Thermal Hydraulic Modeling: Cross-Verification, Validation and Co-design

PI Paul F. Fischer, Argonne National Laboratory
computed on Intrepid with Nek5000
Project Description

Generating clean, safe nuclear power is essential to meet the world’s growing energy needs. Fischer’s team is performing highly accurate computations that allow them to analyze, model, simulate, and predict complex thermo-fluid phenomena and, ultimately, produce economical, safe nuclear power.

Two critical safety parameters in nuclear power plants are maintaining the peak material temperature and monitoring pressure drops in coolant flow. Predicting peak temperature and pressure drop requires accurately computing thermal mixing governed by thermal conduction and convection in a coolant flow over a complex geometry. Higher-fidelity advanced thermal hydraulics (TH) codes help simulate nuclear systems with well-defined and validated prediction capabilities, allowing researchers to explore points in the parameter space outside the existing database. These simulations can also model the flow and heat transfer phenomena in next-generation nuclear reactors.

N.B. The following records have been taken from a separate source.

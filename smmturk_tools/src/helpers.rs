//! Serde helpers. SMM panels are loose about JSON types: ids and counts show up as numbers in one response and as
//! strings in the next.
use serde::{Deserialize, Deserializer};
use serde_json::Value;

fn value_to_i64(value: &Value) -> Option<i64> {
    match value {
        Value::Number(n) => n.as_i64().or_else(|| n.as_f64().map(|f| f.round() as i64)),
        Value::String(s) => {
            let s = s.trim();
            s.parse::<i64>().ok().or_else(|| s.parse::<f64>().ok().filter(|f| f.is_finite()).map(|f| f.round() as i64))
        },
        _ => None,
    }
}

/// Accepts `12`, `12.0` or `"12"`. Anything else is an error.
pub fn flexible_i64<'de, D>(deserializer: D) -> Result<i64, D::Error>
where D: Deserializer<'de> {
    let value = Value::deserialize(deserializer)?;
    value_to_i64(&value).ok_or_else(|| serde::de::Error::custom(format!("expected an integer, got {value}")))
}

/// Like [`flexible_i64`], but `null`, missing and empty strings become `None`.
pub fn flexible_opt_i64<'de, D>(deserializer: D) -> Result<Option<i64>, D::Error>
where D: Deserializer<'de> {
    let value = Option::<Value>::deserialize(deserializer)?;
    match value {
        None | Some(Value::Null) => Ok(None),
        Some(Value::String(s)) if s.trim().is_empty() => Ok(None),
        Some(v) => value_to_i64(&v)
            .map(Some)
            .ok_or_else(|| serde::de::Error::custom(format!("expected an integer, got {v}"))),
    }
}

/// Accepts a string or a number and returns its string form. Used for opaque identifiers.
pub fn string_or_number<'de, D>(deserializer: D) -> Result<String, D::Error>
where D: Deserializer<'de> {
    match Value::deserialize(deserializer)? {
        Value::String(s) => Ok(s),
        Value::Number(n) => Ok(n.to_string()),
        v => Err(serde::de::Error::custom(format!("expected a string or number, got {v}"))),
    }
}

/// Booleans as `true`, `1`, `"1"`, `"true"` and friends. `null` and missing are `false`.
pub fn flexible_bool<'de, D>(deserializer: D) -> Result<bool, D::Error>
where D: Deserializer<'de> {
    let value = Option::<Value>::deserialize(deserializer)?;
    Ok(match value {
        Some(Value::Bool(b)) => b,
        Some(Value::Number(n)) => n.as_i64().map(|n| n != 0).unwrap_or(false),
        Some(Value::String(s)) => matches!(s.trim().to_ascii_lowercase().as_str(), "1" | "true" | "yes"),
        _ => false,
    })
}

/// An optional [`Price`](sg_common::Price). `null`, missing and empty strings become `None`.
pub fn flexible_opt_price<'de, D>(deserializer: D) -> Result<Option<sg_common::Price>, D::Error>
where D: Deserializer<'de> {
    let value = Option::<Value>::deserialize(deserializer)?;
    match value {
        None | Some(Value::Null) => Ok(None),
        Some(Value::String(s)) if s.trim().is_empty() => Ok(None),
        Some(v) => serde_json::from_value(v).map(Some).map_err(serde::de::Error::custom),
    }
}
use actix_web::{http::StatusCode, web, web::ServiceConfig};
use mockall::predicate::eq;
use serde_json::json;
use snsgrow_engine::{
    db_types::{OrderId, OrderStatusType::*},
    traits::OrderFlowError,
    CatalogApi,
    OrderFlowApi,
    PricingConfig,
    TrackingApi,
};

use super::{
    helpers::{get_request, post_request},
    mocks::{history, order, provider, service_info, MemoryCatalog, MockOrderManager, MockProvider},
};
use crate::routes::{CancelOrderRoute, CreateOrderRoute, ListServicesRoute, TrackOrderRoute};

fn configure(db: MockOrderManager) -> impl FnOnce(&mut ServiceConfig) {
    move |cfg| {
        let tracking_api = TrackingApi::new(db);
        cfg.service(
            web::scope("/api")
                .service(TrackOrderRoute::<MockOrderManager>::new())
                .service(CancelOrderRoute::<MockOrderManager>::new()),
        )
        .app_data(web::Data::new(tracking_api));
    }
}

#[actix_web::test]
async fn track_by_order_id() {
    let _ = env_logger::try_init().ok();
    let mut db = MockOrderManager::new();
    db.expect_fetch_order_by_order_id().with(eq(OrderId::from("SG-1001"))).returning(|_| {
        let mut o = order("SG-1001", Processing, 40);
        o.remains = Some(600);
        o.provider_order_id = Some("98765".into());
        Ok(Some(o))
    });
    db.expect_fetch_status_history().with(eq(1)).returning(|_| Ok(history(&[Pending, PaymentConfirmed, Processing])));
    let (status, body) = get_request("/api/orders/track?orderId=SG-1001", configure(db)).await;
    assert_eq!(status, StatusCode::OK);
    assert_eq!(body["success"], true);
    let data = &body["data"];
    assert_eq!(data["order"]["orderId"], "SG-1001");
    assert_eq!(data["progress"], 40);
    assert_eq!(data["delivered"], 400);
    assert_eq!(data["remains"], 600);
    assert_eq!(data["isTerminal"], false);
    assert_eq!(data["canCancel"], true);
    assert_eq!(data["pollIntervalSecs"], 30);
    let timeline = data["timeline"].as_array().unwrap();
    assert_eq!(timeline.len(), 5);
    assert_eq!(timeline[0]["label"], "주문 접수");
    assert_eq!(timeline[2]["current"], true);
    assert_eq!(timeline[3]["reached"], false);
    assert_eq!(timeline[3]["changedAt"], serde_json::Value::Null);
}

#[actix_web::test]
async fn track_by_email_returns_latest_order() {
    let _ = env_logger::try_init().ok();
    let mut db = MockOrderManager::new();
    db.expect_fetch_latest_order_for_email().with(eq("jane@example.com")).returning(|_| {
        let mut o = order("SG-1002", Completed, 100);
        o.remains = Some(0);
        Ok(Some(o))
    });
    db.expect_fetch_status_history().returning(|_| {
        Ok(history(&[Pending, PaymentConfirmed, Processing, Completed]))
    });
    let (status, body) = get_request("/api/orders/track?email=Jane@Example.com", configure(db)).await;
    assert_eq!(status, StatusCode::OK);
    let data = &body["data"];
    assert_eq!(data["order"]["orderId"], "SG-1002");
    assert_eq!(data["progress"], 100);
    assert_eq!(data["delivered"], 1000);
    assert_eq!(data["isTerminal"], true);
    assert_eq!(data["canCancel"], false);
    assert_eq!(data["pollIntervalSecs"], serde_json::Value::Null);
    assert_eq!(data["timeline"][4]["current"], true);
}

#[actix_web::test]
async fn track_unknown_order() {
    let _ = env_logger::try_init().ok();
    let mut db = MockOrderManager::new();
    db.expect_fetch_order_by_order_id().returning(|_| Ok(None));
    let (status, body) = get_request("/api/orders/track?orderId=NOPE", configure(db)).await;
    assert_eq!(status, StatusCode::NOT_FOUND);
    assert_eq!(body["success"], false);
    assert_eq!(body["error"], "주문을 찾을 수 없습니다.");
}

#[actix_web::test]
async fn track_without_search_value() {
    let _ = env_logger::try_init().ok();
    let db = MockOrderManager::new();
    let (status, body) = get_request("/api/orders/track", configure(db)).await;
    assert_eq!(status, StatusCode::BAD_REQUEST);
    assert_eq!(body["success"], false);
}

#[actix_web::test]
async fn track_database_failure_hides_details() {
    let _ = env_logger::try_init().ok();
    let mut db = MockOrderManager::new();
    db.expect_fetch_order_by_order_id().returning(|_| Err(OrderFlowError::DatabaseError("database is locked".into())));
    let (status, body) = get_request("/api/orders/track?orderId=SG-1", configure(db)).await;
    assert_eq!(status, StatusCode::INTERNAL_SERVER_ERROR);
    assert!(body.get("details").is_none());
}

#[actix_web::test]
async fn cancel_pending_order() {
    let _ = env_logger::try_init().ok();
    let mut db = MockOrderManager::new();
    db.expect_fetch_order_by_order_id().returning(|_| Ok(Some(order("SG-1003", Pending, 0))));
    db.expect_record_order_change()
        .withf(|id, update, _| *id == 1 && update.status == Some(Cancelled) && update.progress == Some(0))
        .times(1)
        .returning(|_, _, _| Ok(order("SG-1003", Cancelled, 0)));
    let (status, body) = post_request("/api/orders/SG-1003/cancel", None, None, configure(db)).await;
    assert_eq!(status, StatusCode::OK);
    assert_eq!(body, json!({"success": true, "message": "주문이 취소되었습니다."}));
}

#[actix_web::test]
async fn cannot_cancel_completed_order() {
    let _ = env_logger::try_init().ok();
    let mut db = MockOrderManager::new();
    db.expect_fetch_order_by_order_id().returning(|_| Ok(Some(order("SG-1004", Completed, 100))));
    db.expect_record_order_change().never();
    let (status, body) = post_request("/api/orders/SG-1004/cancel", None, None, configure(db)).await;
    assert_eq!(status, StatusCode::CONFLICT);
    assert_eq!(body["error"], "취소할 수 없는 주문입니다.");
}

#[actix_web::test]
async fn create_order() {
    let _ = env_logger::try_init().ok();
    let mut db = MockOrderManager::new();
    db.expect_insert_order()
        .withf(|o| o.order_id.as_str() == "SG-2001" && o.quantity == 500)
        .times(1)
        .returning(|o| Ok(order(o.order_id.as_str(), Pending, 0)));
    let body = json!({
        "orderId": "SG-2001",
        "customerEmail": "jane@example.com",
        "serviceId": "101",
        "targetUrl": "https://instagram.com/sg_test",
        "quantity": 500
    });
    let configure = move |cfg: &mut ServiceConfig| {
        cfg.service(web::scope("/api").service(CreateOrderRoute::<MockOrderManager>::new()))
            .app_data(web::Data::new(OrderFlowApi::new(db)));
    };
    let (status, body) = post_request("/api/orders", None, Some(body), configure).await;
    assert_eq!(status, StatusCode::CREATED);
    assert_eq!(body["data"]["status"], "pending");
}

#[actix_web::test]
async fn create_order_rejects_bad_quantity() {
    let _ = env_logger::try_init().ok();
    let mut db = MockOrderManager::new();
    db.expect_insert_order().never();
    let body = json!({
        "orderId": "SG-2002",
        "customerEmail": "jane@example.com",
        "serviceId": "101",
        "targetUrl": "https://instagram.com/sg_test",
        "quantity": 0
    });
    let configure = move |cfg: &mut ServiceConfig| {
        cfg.service(web::scope("/api").service(CreateOrderRoute::<MockOrderManager>::new()))
            .app_data(web::Data::new(OrderFlowApi::new(db)));
    };
    let (status, body) = post_request("/api/orders", None, Some(body), configure).await;
    assert_eq!(status, StatusCode::BAD_REQUEST);
    assert_eq!(body["success"], false);
}

#[actix_web::test]
async fn list_services_by_platform() {
    let _ = env_logger::try_init().ok();
    let mut upstream = provider();
    upstream.expect_fetch_services().returning(|| {
        Ok(vec![
            service_info(1, "Instagram Followers [Real]", "Instagram Followers"),
            service_info(2, "YouTube Views", "YouTube"),
        ])
    });
    let api = CatalogApi::new(MemoryCatalog::default(), upstream, PricingConfig::default());
    api.sync_services().await.unwrap();
    let configure = move |cfg: &mut ServiceConfig| {
        cfg.service(web::scope("/api").service(ListServicesRoute::<MemoryCatalog, MockProvider>::new()))
            .app_data(web::Data::new(api));
    };
    let (status, body) = get_request("/api/services?platform=youtube", configure).await;
    assert_eq!(status, StatusCode::OK);
    let services = body["data"].as_array().unwrap();
    assert_eq!(services.len(), 1);
    assert_eq!(services[0]["smmturkId"], 2);
}
use std::{env, time::Duration};

use log::*;
use sg_common::{
    helpers::{env_or_default, parse_boolean_flag},
    Secret,
};
use smmturk_tools::SmmTurkConfig;
use snsgrow_engine::{PricingConfig, SyncConfig};

const DEFAULT_SG_HOST: &str = "127.0.0.1";
const DEFAULT_SG_PORT: u16 = 8360;
const DEFAULT_SYNC_INTERVAL_SECS: u64 = 300;
const DEFAULT_SYNC_BATCH_LIMIT: i64 = 50;
const DEFAULT_PRICE_MARKUP: f64 = 9.0;

#[derive(Clone, Debug)]
pub struct ServerConfig {
    pub host: String,
    pub port: u16,
    pub database_url: String,
    /// Shared secret for the admin surface and the provider dispatch endpoint. Admin calls are refused while this
    /// is empty.
    pub admin_api_key: Secret<String>,
    /// If true, the X-Forwarded-For header will be used to determine the client's IP address, rather than the
    /// connection's remote address.
    pub use_x_forwarded_for: bool,
    /// If true, the Forwarded header will be used to determine the client's IP address.
    pub use_forwarded: bool,
    pub sync_worker: SyncWorkerConfig,
    pub sync: SyncConfig,
    pub pricing: PricingConfig,
    pub smmturk: SmmTurkConfig,
}

#[derive(Clone, Debug, PartialEq, Eq)]
pub struct SyncWorkerConfig {
    /// Time between scheduled syncs. `None` disables the worker.
    pub interval: Option<Duration>,
}

impl Default for SyncWorkerConfig {
    fn default() -> Self {
        Self { interval: Some(Duration::from_secs(DEFAULT_SYNC_INTERVAL_SECS)) }
    }
}

impl SyncWorkerConfig {
    pub fn from_env_or_default() -> Self {
        let secs = env_or_default("SG_SYNC_INTERVAL", DEFAULT_SYNC_INTERVAL_SECS);
        if secs == 0 {
            info!("🪛️ SG_SYNC_INTERVAL is 0. The scheduled order sync is disabled.");
            return Self { interval: None };
        }
        Self { interval: Some(Duration::from_secs(secs)) }
    }
}

impl Default for ServerConfig {
    fn default() -> Self {
        Self {
            host: DEFAULT_SG_HOST.to_string(),
            port: DEFAULT_SG_PORT,
            database_url: String::default(),
            admin_api_key: Secret::default(),
            use_x_forwarded_for: false,
            use_forwarded: false,
            sync_worker: SyncWorkerConfig::default(),
            sync: SyncConfig::default(),
            pricing: PricingConfig::default(),
            smmturk: SmmTurkConfig::default(),
        }
    }
}

impl ServerConfig {
    pub fn new(host: &str, port: u16) -> Self {
        Self { host: host.to_string(), port, ..Default::default() }
    }

    pub fn from_env_or_default() -> Self {
        let host = env::var("SG_HOST").ok().unwrap_or_else(|| DEFAULT_SG_HOST.into());
        let port = env_or_default("SG_PORT", DEFAULT_SG_PORT);
        let database_url = env::var("SG_DATABASE_URL").ok().unwrap_or_else(|| {
            error!("🪛️ SG_DATABASE_URL is not set. Please set it to the URL for the SNS Growth database.");
            String::default()
        });
        let admin_api_key = env::var("SG_ADMIN_API_KEY").ok().unwrap_or_else(|| {
            warn!("🪛️ SG_ADMIN_API_KEY is not set. All admin and dispatch requests will be refused.");
            String::default()
        });
        let use_x_forwarded_for = parse_boolean_flag(env::var("SG_USE_X_FORWARDED_FOR").ok(), false);
        let use_forwarded = parse_boolean_flag(env::var("SG_USE_FORWARDED").ok(), false);
        let sync = SyncConfig {
            batch_limit: env_or_default("SG_SYNC_BATCH_LIMIT", DEFAULT_SYNC_BATCH_LIMIT).max(1),
            ..SyncConfig::default()
        };
        let markup = env_or_default("SG_PRICE_MARKUP", DEFAULT_PRICE_MARKUP);
        let pricing = if markup.is_finite() && markup > 0.0 {
            PricingConfig { markup }
        } else {
            warn!("🪛️ SG_PRICE_MARKUP must be a positive number. Using {DEFAULT_PRICE_MARKUP} instead.");
            PricingConfig::default()
        };
        Self {
            host,
            port,
            database_url,
            admin_api_key: Secret::new(admin_api_key),
            use_x_forwarded_for,
            use_forwarded,
            sync_worker: SyncWorkerConfig::from_env_or_default(),
            sync,
            pricing,
            smmturk: SmmTurkConfig::new_from_env_or_default(),
        }
    }
}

The Nuclear Energy Advanced Modeling and Simulation (NEAMS) program is developing simulation capabilities to leverage leadership class computing facilities in the design of advanced nuclear reactors. Its Advanced Fuel Cycle Initiative (AFCI) is examining a closed nuclear fuel cycle based on a new generation of fast neutron reactors designed to safely manage spent nuclear fuel. A central component of that project provides large eddy simulations (LES) and Reynolds-averaged Navier-Stokes (RANS) simulations to study turbulent coolant flow and associated heat transfer.

The TH behavior of multi-pin subassemblies with wire-wrap and grid spacers was identified by Argonne’s reactor designers as a problem of primary interest that has most of the experimental data available for validation and therefore was chosen as a key areas for this multi-year effort.